Roughly six out of 10 adults report some close connection with adoption, according to the Evan B. Donaldson Adoption Institute. The stigma of adoption has diminished, and many children are in open adoptions where they know their birth parents. Yet even with the openness surrounding adoption, there are some issues with which adoptees struggle. Even happy adoptees have questions that many never be answered.
Abandonment
Many adoptees feel abandoned by their birth parents. This is especially true of children who are in closed adoptions and have no access to birth records or information. That fact, coupled with the decision of many families to shroud the adoption in secrecy, leads many adoptees to feel they were given away because they were unworthy. Some adoptees feel that if their own mother could not love them enough to keep them, no one else will want to keep them, either, reports the Child Welfare Information Gateway. Intimate relationships can be difficult because of this, but most adoptees are able to form long-term, healthy attachments if they work through feelings of abandonment.
Identity Confusion
Some adoptees feel they don't fit in with their peers or their family because they are adopted. They do not look like their family members and may not share the same intelligence or athletic or artistic ability. Open adoption has eased this issue for many adopted children who have a relationship with their birth parent, but open adoption has only been around for 20 or 25 years, and there are still closed adoptions being finalized today. Children who don't know their birth parents will often fantasize both positively and negatively about that family and will find it difficult to be happy with the reality of their life, according to the Child Welfare Information Gateway.

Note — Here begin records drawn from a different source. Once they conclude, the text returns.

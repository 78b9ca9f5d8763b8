//! Tracing middleware attaching a request-scoped trace identifier.
//!
//! Each request runs inside a [`TraceId`] scope so logs, error payloads and
//! outbound backend calls share one identifier. A well-formed `trace-id`
//! header from the caller is reused; otherwise a fresh UUID is generated.
//!
//! Tokio task-local variables are not inherited across spawned tasks. Use
//! [`TraceId::scope`] when spawning new tasks.

use std::task::{Context, Poll};
use std::time::Instant;

use actix_web::Error;
use actix_web::dev::{Service, ServiceRequest, ServiceResponse, Transform};
use actix_web::http::header::{HeaderName, HeaderValue};
use futures_util::future::{LocalBoxFuture, Ready, ready};
use tracing::{error, info};

use crate::domain::{TRACE_ID_HEADER, TraceId};

/// Tracing middleware adding a `trace-id` header to every response and
/// logging one line per completed request.
///
/// Handlers can read the trace ID via [`TraceId::current`].
///
/// # Examples
/// ```
/// use actix_web::App;
/// use gateway::Trace;
///
/// let app = App::new().wrap(Trace);
/// ```
#[derive(Clone)]
pub struct Trace;

impl<S, B> Transform<S, ServiceRequest> for Trace
where
    S: Service<ServiceRequest, Response = ServiceResponse<B>, Error = Error> + 'static,
    S::Future: 'static,
    B: 'static,
{
    type Response = ServiceResponse<B>;
    type Error = Error;
    type InitError = ();
    type Transform = TraceMiddleware<S>;
    type Future = Ready<Result<Self::Transform, Self::InitError>>;

    fn new_transform(&self, service: S) -> Self::Future {
        ready(Ok(TraceMiddleware { service }))
    }
}

/// Service wrapper produced by [`Trace`].
pub struct TraceMiddleware<S> {
    service: S,
}

fn incoming_trace_id(req: &ServiceRequest) -> Option<TraceId> {
    req.headers()
        .get(TRACE_ID_HEADER)
        .and_then(|value| value.to_str().ok())
        .and_then(|raw| raw.parse().ok())
}

impl<S, B> Service<ServiceRequest> for TraceMiddleware<S>
where
    S: Service<ServiceRequest, Response = ServiceResponse<B>, Error = Error> + 'static,
    S::Future: 'static,
    B: 'static,
{
    type Response = ServiceResponse<B>;
    type Error = Error;
    type Future = LocalBoxFuture<'static, Result<Self::Response, Self::Error>>;

    fn poll_ready(&self, cx: &mut Context<'_>) -> Poll<Result<(), Self::Error>> {
        self.service.poll_ready(cx)
    }

    fn call(&self, req: ServiceRequest) -> Self::Future {
        let trace_id = incoming_trace_id(&req).unwrap_or_else(TraceId::generate);
        let method = req.method().to_string();
        let path = req.path().to_owned();
        let started = Instant::now();
        let fut = self.service.call(req);
        Box::pin(TraceId::scope(trace_id, async move {
            let mut res = fut.await?;
            match HeaderValue::from_str(&trace_id.to_string()) {
                Ok(value) => {
                    res.response_mut()
                        .headers_mut()
                        .insert(HeaderName::from_static(TRACE_ID_HEADER), value);
                }
                Err(error) => {
                    error!(
                        %error,
                        trace_id = %trace_id,
                        "failed to encode trace identifier header"
                    );
                }
            }
            info!(
                trace_id = %trace_id,
                %method,
                %path,
                status = res.status().as_u16(),
                elapsed_ms = u64::try_from(started.elapsed().as_millis()).unwrap_or(u64::MAX),
                "request completed"
            );
            Ok(res)
        }))
    }
}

Lack of Medical Information
Many adoptees have no idea about critical medical information that is tied to genetics. While open adoption can offer some information from birth families, those relationships don't always last into adulthood, when diseases such as heart disease, some cancers and diabetes are more often detected. Those in closed adoptions have even less information. Some states have taken steps to remedy this by passing legislation requiring adoption agencies to give adult adoptees medical histories and original birth certificate information that does not include identifying information about birth parents.